Start of Block

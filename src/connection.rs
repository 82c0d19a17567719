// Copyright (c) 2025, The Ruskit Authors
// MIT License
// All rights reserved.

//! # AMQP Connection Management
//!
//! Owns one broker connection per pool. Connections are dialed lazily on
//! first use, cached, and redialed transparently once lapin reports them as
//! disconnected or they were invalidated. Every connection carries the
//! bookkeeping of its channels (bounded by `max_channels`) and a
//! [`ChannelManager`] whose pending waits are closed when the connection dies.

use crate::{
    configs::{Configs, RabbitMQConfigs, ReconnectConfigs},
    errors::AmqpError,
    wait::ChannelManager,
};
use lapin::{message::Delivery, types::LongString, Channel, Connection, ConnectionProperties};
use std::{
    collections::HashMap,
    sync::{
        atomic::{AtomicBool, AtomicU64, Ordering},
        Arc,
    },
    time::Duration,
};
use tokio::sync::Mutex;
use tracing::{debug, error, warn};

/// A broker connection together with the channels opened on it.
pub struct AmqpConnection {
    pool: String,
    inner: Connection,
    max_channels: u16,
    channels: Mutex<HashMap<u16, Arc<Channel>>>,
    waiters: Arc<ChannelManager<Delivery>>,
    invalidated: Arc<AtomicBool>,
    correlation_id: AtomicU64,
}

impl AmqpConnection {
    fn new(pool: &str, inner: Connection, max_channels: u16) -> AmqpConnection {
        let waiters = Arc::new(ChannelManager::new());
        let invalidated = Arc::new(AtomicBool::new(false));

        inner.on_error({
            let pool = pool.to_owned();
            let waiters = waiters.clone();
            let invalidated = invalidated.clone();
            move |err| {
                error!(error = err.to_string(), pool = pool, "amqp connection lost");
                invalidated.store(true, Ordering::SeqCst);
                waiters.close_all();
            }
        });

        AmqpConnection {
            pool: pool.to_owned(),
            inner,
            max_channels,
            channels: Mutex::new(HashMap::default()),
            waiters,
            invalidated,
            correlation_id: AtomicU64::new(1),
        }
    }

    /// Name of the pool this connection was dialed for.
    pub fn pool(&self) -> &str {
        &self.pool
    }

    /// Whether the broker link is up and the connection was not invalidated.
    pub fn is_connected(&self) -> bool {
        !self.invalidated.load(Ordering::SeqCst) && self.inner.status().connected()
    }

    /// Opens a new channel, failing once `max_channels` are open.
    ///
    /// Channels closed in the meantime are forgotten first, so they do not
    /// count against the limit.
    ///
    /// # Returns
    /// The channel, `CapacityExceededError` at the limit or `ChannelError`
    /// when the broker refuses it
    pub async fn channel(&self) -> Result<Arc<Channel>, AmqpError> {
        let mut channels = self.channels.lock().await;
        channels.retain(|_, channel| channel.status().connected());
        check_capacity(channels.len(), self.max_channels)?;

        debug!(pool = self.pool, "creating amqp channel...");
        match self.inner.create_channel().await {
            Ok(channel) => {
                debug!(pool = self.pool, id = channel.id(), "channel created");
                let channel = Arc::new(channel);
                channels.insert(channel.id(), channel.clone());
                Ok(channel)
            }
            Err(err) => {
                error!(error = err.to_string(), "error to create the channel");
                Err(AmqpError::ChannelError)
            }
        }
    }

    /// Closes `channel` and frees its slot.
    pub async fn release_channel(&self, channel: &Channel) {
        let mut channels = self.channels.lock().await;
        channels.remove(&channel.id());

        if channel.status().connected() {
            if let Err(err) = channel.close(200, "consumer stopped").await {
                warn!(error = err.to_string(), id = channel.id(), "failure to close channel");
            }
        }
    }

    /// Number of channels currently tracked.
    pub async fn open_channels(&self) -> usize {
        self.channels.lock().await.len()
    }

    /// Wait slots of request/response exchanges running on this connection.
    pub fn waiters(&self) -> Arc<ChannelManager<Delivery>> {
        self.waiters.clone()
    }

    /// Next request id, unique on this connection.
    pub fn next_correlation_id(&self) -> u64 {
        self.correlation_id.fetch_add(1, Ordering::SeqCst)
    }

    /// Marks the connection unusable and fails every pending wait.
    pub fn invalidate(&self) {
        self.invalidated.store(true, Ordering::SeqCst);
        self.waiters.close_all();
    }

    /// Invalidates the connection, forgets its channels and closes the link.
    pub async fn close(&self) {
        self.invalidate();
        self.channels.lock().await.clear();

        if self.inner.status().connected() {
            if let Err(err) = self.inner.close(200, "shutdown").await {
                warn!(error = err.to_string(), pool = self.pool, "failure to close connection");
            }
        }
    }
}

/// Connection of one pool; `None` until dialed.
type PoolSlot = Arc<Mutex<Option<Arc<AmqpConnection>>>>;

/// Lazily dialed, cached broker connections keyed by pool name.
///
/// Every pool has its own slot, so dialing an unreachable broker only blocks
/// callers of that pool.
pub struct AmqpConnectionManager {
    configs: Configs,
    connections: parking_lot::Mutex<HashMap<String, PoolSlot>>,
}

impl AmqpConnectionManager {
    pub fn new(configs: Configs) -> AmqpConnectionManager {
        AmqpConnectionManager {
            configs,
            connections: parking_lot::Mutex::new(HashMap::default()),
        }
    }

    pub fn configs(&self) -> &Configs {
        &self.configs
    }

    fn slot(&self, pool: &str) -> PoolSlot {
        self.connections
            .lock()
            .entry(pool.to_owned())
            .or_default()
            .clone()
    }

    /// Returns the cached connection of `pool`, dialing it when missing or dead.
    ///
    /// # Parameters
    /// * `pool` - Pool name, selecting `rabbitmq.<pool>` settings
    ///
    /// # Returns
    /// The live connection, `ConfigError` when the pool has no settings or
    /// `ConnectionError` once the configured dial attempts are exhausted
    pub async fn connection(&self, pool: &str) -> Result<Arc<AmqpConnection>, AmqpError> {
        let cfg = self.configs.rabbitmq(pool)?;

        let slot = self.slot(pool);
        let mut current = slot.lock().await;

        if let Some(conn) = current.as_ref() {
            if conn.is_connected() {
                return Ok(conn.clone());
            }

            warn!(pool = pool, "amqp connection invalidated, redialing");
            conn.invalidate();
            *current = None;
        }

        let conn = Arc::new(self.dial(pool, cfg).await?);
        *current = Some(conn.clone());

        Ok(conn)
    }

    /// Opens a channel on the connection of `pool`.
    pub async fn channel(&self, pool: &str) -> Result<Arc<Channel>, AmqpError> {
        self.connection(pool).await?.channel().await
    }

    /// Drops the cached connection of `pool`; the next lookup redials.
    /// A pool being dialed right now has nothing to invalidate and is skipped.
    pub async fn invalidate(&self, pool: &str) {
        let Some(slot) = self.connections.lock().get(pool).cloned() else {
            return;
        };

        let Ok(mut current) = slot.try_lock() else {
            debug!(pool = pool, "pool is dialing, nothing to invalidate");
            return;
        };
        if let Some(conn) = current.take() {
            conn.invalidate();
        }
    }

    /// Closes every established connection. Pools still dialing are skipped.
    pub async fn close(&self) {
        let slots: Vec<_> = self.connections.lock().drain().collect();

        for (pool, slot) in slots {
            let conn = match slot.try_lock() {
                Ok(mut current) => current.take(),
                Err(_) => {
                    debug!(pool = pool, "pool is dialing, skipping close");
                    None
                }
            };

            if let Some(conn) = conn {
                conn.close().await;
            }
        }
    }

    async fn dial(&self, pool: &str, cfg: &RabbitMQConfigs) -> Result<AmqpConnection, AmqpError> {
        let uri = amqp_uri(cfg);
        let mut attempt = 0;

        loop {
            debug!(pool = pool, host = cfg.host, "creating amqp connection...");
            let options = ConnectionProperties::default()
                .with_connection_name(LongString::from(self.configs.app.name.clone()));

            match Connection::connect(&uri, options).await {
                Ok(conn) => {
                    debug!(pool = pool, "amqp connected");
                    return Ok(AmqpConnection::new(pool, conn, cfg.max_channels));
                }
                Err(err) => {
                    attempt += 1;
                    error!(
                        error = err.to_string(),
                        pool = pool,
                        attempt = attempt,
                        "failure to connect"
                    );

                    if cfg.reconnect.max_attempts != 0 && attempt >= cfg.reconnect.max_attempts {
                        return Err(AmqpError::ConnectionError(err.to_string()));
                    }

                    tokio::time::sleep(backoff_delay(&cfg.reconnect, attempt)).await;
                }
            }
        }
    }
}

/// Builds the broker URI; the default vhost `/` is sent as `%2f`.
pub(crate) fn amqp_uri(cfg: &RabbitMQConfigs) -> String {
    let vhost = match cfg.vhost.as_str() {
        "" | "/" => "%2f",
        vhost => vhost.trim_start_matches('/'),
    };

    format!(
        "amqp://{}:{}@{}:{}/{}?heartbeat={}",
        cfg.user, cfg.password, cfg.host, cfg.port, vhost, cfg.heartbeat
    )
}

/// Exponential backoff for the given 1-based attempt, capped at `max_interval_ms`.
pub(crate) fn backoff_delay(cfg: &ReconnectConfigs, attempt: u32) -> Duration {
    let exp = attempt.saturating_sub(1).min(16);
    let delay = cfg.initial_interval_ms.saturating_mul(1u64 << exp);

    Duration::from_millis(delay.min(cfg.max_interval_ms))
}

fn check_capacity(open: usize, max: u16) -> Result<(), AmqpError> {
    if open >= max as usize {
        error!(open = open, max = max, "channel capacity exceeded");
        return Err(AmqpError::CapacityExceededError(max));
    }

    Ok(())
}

End of Block

Set every line down again exactly. Begin with the first line of the entries and finish with the line containing "dialed lazily on".

Result >>
filename src/connection.rs
repository 82c0d19a17567719
// Copyright (c) 2025, The Ruskit Authors
// MIT License
// All rights reserved.

//! # AMQP Connection Management
//!
//! Owns one broker connection per pool. Connections are dialed lazily on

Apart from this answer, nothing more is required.